INSTRUCTIONS FOR THE TASK
In the records below, find the lines that include "bool" and copy each.

Stored items

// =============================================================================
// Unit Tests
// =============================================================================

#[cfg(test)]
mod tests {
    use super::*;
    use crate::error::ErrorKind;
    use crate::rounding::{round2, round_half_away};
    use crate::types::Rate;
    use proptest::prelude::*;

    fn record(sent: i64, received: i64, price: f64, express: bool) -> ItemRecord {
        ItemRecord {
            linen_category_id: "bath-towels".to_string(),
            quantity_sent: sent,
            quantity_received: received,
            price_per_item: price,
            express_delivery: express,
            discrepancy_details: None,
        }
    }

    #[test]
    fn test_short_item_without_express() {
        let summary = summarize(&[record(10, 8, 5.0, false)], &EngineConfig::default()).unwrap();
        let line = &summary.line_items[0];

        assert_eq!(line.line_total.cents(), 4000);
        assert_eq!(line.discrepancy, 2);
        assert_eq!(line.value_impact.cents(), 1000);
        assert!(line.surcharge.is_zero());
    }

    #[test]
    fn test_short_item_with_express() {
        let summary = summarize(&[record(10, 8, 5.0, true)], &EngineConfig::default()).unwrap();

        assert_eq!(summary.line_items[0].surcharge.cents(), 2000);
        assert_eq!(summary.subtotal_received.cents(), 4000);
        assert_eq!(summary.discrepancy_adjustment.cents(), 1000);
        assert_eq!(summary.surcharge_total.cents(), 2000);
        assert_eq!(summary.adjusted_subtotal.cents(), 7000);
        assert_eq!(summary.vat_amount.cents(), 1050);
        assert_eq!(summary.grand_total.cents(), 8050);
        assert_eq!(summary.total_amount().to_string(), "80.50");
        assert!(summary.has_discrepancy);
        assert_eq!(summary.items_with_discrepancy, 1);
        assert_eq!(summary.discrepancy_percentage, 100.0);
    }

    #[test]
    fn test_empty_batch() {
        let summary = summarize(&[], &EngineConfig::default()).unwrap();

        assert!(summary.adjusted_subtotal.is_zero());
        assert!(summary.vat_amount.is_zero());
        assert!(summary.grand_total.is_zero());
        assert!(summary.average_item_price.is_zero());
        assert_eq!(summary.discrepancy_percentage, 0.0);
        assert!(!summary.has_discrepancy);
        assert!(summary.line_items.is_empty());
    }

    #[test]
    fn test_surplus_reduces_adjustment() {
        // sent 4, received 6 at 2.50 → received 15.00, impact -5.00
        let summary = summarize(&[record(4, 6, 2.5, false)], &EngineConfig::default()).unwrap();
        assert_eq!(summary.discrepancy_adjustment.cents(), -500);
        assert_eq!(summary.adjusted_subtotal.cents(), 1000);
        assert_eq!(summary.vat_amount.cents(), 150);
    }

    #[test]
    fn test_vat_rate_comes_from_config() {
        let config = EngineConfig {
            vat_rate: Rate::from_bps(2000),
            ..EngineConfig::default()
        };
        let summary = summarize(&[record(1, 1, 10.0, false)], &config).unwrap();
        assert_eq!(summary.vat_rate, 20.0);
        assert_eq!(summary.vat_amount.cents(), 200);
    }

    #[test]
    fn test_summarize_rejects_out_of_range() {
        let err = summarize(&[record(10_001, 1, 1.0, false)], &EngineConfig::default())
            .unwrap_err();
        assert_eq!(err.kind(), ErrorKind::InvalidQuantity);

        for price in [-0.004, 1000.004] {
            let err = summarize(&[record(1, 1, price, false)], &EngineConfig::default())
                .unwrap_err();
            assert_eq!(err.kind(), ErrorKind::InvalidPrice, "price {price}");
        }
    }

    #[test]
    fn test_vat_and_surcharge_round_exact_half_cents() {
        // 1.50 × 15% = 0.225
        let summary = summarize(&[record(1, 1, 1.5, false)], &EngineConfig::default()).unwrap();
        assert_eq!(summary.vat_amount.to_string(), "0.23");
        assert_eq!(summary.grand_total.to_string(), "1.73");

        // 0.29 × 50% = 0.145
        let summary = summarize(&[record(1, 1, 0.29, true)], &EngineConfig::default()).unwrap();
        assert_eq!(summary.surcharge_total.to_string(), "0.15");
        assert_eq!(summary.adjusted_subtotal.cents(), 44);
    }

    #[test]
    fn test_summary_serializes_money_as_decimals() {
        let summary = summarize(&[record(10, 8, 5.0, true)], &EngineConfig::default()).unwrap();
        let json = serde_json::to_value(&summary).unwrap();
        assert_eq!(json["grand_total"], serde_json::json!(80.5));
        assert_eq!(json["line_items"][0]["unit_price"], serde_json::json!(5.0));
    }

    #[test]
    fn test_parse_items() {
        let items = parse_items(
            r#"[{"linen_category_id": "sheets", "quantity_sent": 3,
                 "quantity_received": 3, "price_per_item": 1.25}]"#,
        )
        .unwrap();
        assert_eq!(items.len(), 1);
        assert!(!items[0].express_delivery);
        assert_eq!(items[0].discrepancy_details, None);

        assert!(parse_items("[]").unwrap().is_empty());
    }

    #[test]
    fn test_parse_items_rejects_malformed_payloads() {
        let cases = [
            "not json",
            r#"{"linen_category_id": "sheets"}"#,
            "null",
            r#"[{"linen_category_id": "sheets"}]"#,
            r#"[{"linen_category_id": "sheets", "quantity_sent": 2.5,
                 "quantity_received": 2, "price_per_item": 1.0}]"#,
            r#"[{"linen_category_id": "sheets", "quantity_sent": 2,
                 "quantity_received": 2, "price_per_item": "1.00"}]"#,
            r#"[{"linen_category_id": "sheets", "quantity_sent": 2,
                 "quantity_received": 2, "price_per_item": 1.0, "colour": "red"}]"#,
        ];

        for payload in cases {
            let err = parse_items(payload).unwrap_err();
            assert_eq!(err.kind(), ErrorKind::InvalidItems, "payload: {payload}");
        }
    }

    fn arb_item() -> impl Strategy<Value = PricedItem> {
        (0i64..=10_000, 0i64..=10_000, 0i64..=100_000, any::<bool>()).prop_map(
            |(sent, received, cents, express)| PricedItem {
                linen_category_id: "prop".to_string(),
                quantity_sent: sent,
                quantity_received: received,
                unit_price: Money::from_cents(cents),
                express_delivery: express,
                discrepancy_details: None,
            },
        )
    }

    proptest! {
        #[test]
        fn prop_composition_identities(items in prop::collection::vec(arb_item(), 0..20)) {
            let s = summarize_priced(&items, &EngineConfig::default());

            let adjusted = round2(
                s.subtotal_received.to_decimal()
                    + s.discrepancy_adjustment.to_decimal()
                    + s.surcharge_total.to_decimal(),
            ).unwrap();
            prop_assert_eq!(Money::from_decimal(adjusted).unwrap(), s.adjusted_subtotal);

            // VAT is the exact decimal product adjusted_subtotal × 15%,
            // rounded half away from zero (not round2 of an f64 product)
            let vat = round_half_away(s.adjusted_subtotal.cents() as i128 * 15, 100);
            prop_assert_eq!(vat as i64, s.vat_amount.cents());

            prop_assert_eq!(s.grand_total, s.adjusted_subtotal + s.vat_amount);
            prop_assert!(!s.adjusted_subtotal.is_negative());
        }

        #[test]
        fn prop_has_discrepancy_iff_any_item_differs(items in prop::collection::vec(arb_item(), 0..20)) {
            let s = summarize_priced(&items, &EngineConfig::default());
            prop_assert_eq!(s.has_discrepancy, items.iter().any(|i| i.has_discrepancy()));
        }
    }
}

EXPECTED OUTPUT
    fn record(sent: i64, received: i64, price: f64, express: bool) -> ItemRecord {
        (0i64..=10_000, 0i64..=10_000, 0i64..=100_000, any::<bool>()).prop_map(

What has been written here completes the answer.